Coat of arms of the Florit de La Tour de Clamouze de Corsac family

Urbain de Florit de La Tour de Clamouze, SS.CC., (born Alphonse de Florit de La Tour de Clamouze; 7 October 1794 – 2 August 1868) was a French nobleman and later lay brother of the Congregation of the Sacred Hearts of Jesus and Mary, a religious institute of the Roman Catholic Church. He was part of the Roman Catholic mission in the Gambier Islands from 1835 until his death in 1863. He founded and headed the Re'e Seminary College on Aukena, one of the earliest institution of higher learning in the South Pacific, where native Mangarevan boys were taught Latin and French as future clergymen. The young King Joseph Gregorio II was also educated at the college.

==Bibliography==
- Garrett, John (1982). "To Live Among the Stars: Christian Origins in Oceania"

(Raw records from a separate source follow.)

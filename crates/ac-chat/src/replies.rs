//! Canned reply texts.

use ac_protocol::{Dataset, FloatId, Intent, Variable};

use crate::error::TurnError;

pub const IMPORTANCE_TEMPERATURE: &str = "🌡️ **Temperature** is critical for understanding the \
ocean's heat content, which influences currents, weather patterns, and climate change.";

pub const IMPORTANCE_SALINITY: &str = "🧂 **Salinity** affects the density of seawater, driving \
ocean circulation and influencing marine ecosystems.";

pub const IMPORTANCE_PRESSURE: &str = "⏱️ **Pressure** increases with depth and helps determine \
the density and stability of ocean layers, critical for understanding deep-sea processes.";

pub const IMPORTANCE_ARGO: &str = "🌊 **Argo data** is essential for monitoring global ocean \
conditions. It provides free, high-quality temperature, salinity, and pressure profiles from \
thousands of floats worldwide to support climate and weather research.";

pub const GREETING: &str =
    "Hello! You can ask about Argo floats or type a float number to get started.";

pub const THANKS: &str = "You're welcome! 🌊";

pub const GOODBYE: &str = "Goodbye! If you need me again, just send a message. 👋";

pub const HELP: &str = "Here's what I can do:\n\
- Ask about variables: 'temperature', 'salinity', 'pressure'\n\
- Show a float's 'trajectory' or 'info'\n\
- 'compare' two or more floats (e.g., 'compare 2903893 vs 2903892')\n\
- 'add float' to load new data\n\
- 'list floats' to see what's loaded\n\
Tip: Include a float number like 2903893, or load exactly one float to avoid ambiguity.";

pub const UNKNOWN: &str = "I didn't quite get that. You can say things like:\n\
'temperature 2903893', 'trajectory', 'compare 2903893 2903892', 'info float 2903893', or 'help'.";

pub const ASK_FLOAT: &str = "Please type the float number you want to add.";

pub const INVALID_FLOAT_NUMBER: &str = "Please enter a valid float number (integer).";

pub const COMPARE_NEEDS_TWO: &str = "Please specify at least two float numbers to compare \
or add multiple floats from the sidebar.";

pub const NO_FLOATS_LOADED: &str =
    "No floats loaded yet. Use the sidebar or type 'add float' to load one.";

pub fn float_loaded(float_id: FloatId) -> String {
    format!(
        "Float {float_id} loaded. You can now ask: temperature, salinity, pressure, \
         trajectory, info, or add float."
    )
}

pub fn fetch_failed(float_id: FloatId) -> String {
    format!("Failed to load float {float_id}. Please try another ID.")
}

pub fn loaded_floats(ids: &[FloatId]) -> String {
    if ids.is_empty() {
        return NO_FLOATS_LOADED.to_string();
    }
    format!("Loaded floats: {}", join_ids(ids))
}

pub fn profile_displayed(variable: Variable, float_id: FloatId) -> String {
    format!("{} profile for float {float_id} displayed.", variable.title())
}

pub fn trajectory_displayed(float_id: FloatId) -> String {
    format!("Full trajectory for float {float_id} displayed.")
}

pub fn comparing(ids: &[FloatId]) -> String {
    format!("Comparing floats: {}. See graphs below.", join_ids(ids))
}

/// One-line summary of the latest cycle of a float.
pub fn float_info(float_id: FloatId, dataset: &Dataset) -> String {
    let lat = dataset.latest_latitude().unwrap_or(f64::NAN);
    let lon = dataset.latest_longitude().unwrap_or(f64::NAN);
    let cycle = dataset
        .latest_cycle()
        .map_or_else(|| "Unknown".to_string(), |c| c.to_string());
    let date = dataset
        .latest_time()
        .map_or_else(|| "Unknown".to_string(), |t| t.format("%Y-%m-%d").to_string());
    format!("Float {float_id}: Latest cycle {cycle}, at {lat:.2}°N, {lon:.2}°E on {date}.")
}

/// Prompt asking the user to name a float for `intent`.
pub fn ambiguous_target(intent: Intent) -> String {
    match intent {
        Intent::FloatInfo => "Please specify which float you want info for \
             (e.g., 'info float 2903893'), or load exactly one float."
            .to_string(),
        other => format!(
            "Please specify the float number (e.g., '{other} 2903893') or load exactly one float."
        ),
    }
}

/// Static reply for intents that need no data, or None.
pub fn fixed(intent: Intent) -> Option<&'static str> {
    match intent {
        Intent::ImportanceTemperature => Some(IMPORTANCE_TEMPERATURE),
        Intent::ImportanceSalinity => Some(IMPORTANCE_SALINITY),
        Intent::ImportancePressure => Some(IMPORTANCE_PRESSURE),
        Intent::ImportanceArgo => Some(IMPORTANCE_ARGO),
        Intent::Greeting => Some(GREETING),
        Intent::Thanks => Some(THANKS),
        Intent::Goodbye => Some(GOODBYE),
        Intent::Help => Some(HELP),
        Intent::Unknown => Some(UNKNOWN),
        _ => None,
    }
}

/// User-facing text for a recovered turn error.
pub fn for_error(err: &TurnError) -> String {
    match err {
        TurnError::Parse(_) => INVALID_FLOAT_NUMBER.to_string(),
        TurnError::Fetch { float_id, .. } => fetch_failed(*float_id),
        TurnError::AmbiguousTarget(intent) => ambiguous_target(*intent),
    }
}

fn join_ids(ids: &[FloatId]) -> String {
    ids.iter()
        .map(ToString::to_string)
        .collect::<Vec<_>>()
        .join(", ")
}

- Laval, Honoré (1968). "Mémoires pour servir à l'histoire de Mangareva: ère chrétienne, 1834-1871"
- Kirk, Robert W. (2012). "Paradise Past: The Transformation of the South Pacific, 1520-1920"
- Wiltgen, Ralph M. (2010). "The Founding of the Roman Catholic Church in Oceania, 1825 to 1850"
- Yzendoorn, Reginald (1927). "History of the Catholic Mission in the Hawaiian Islands"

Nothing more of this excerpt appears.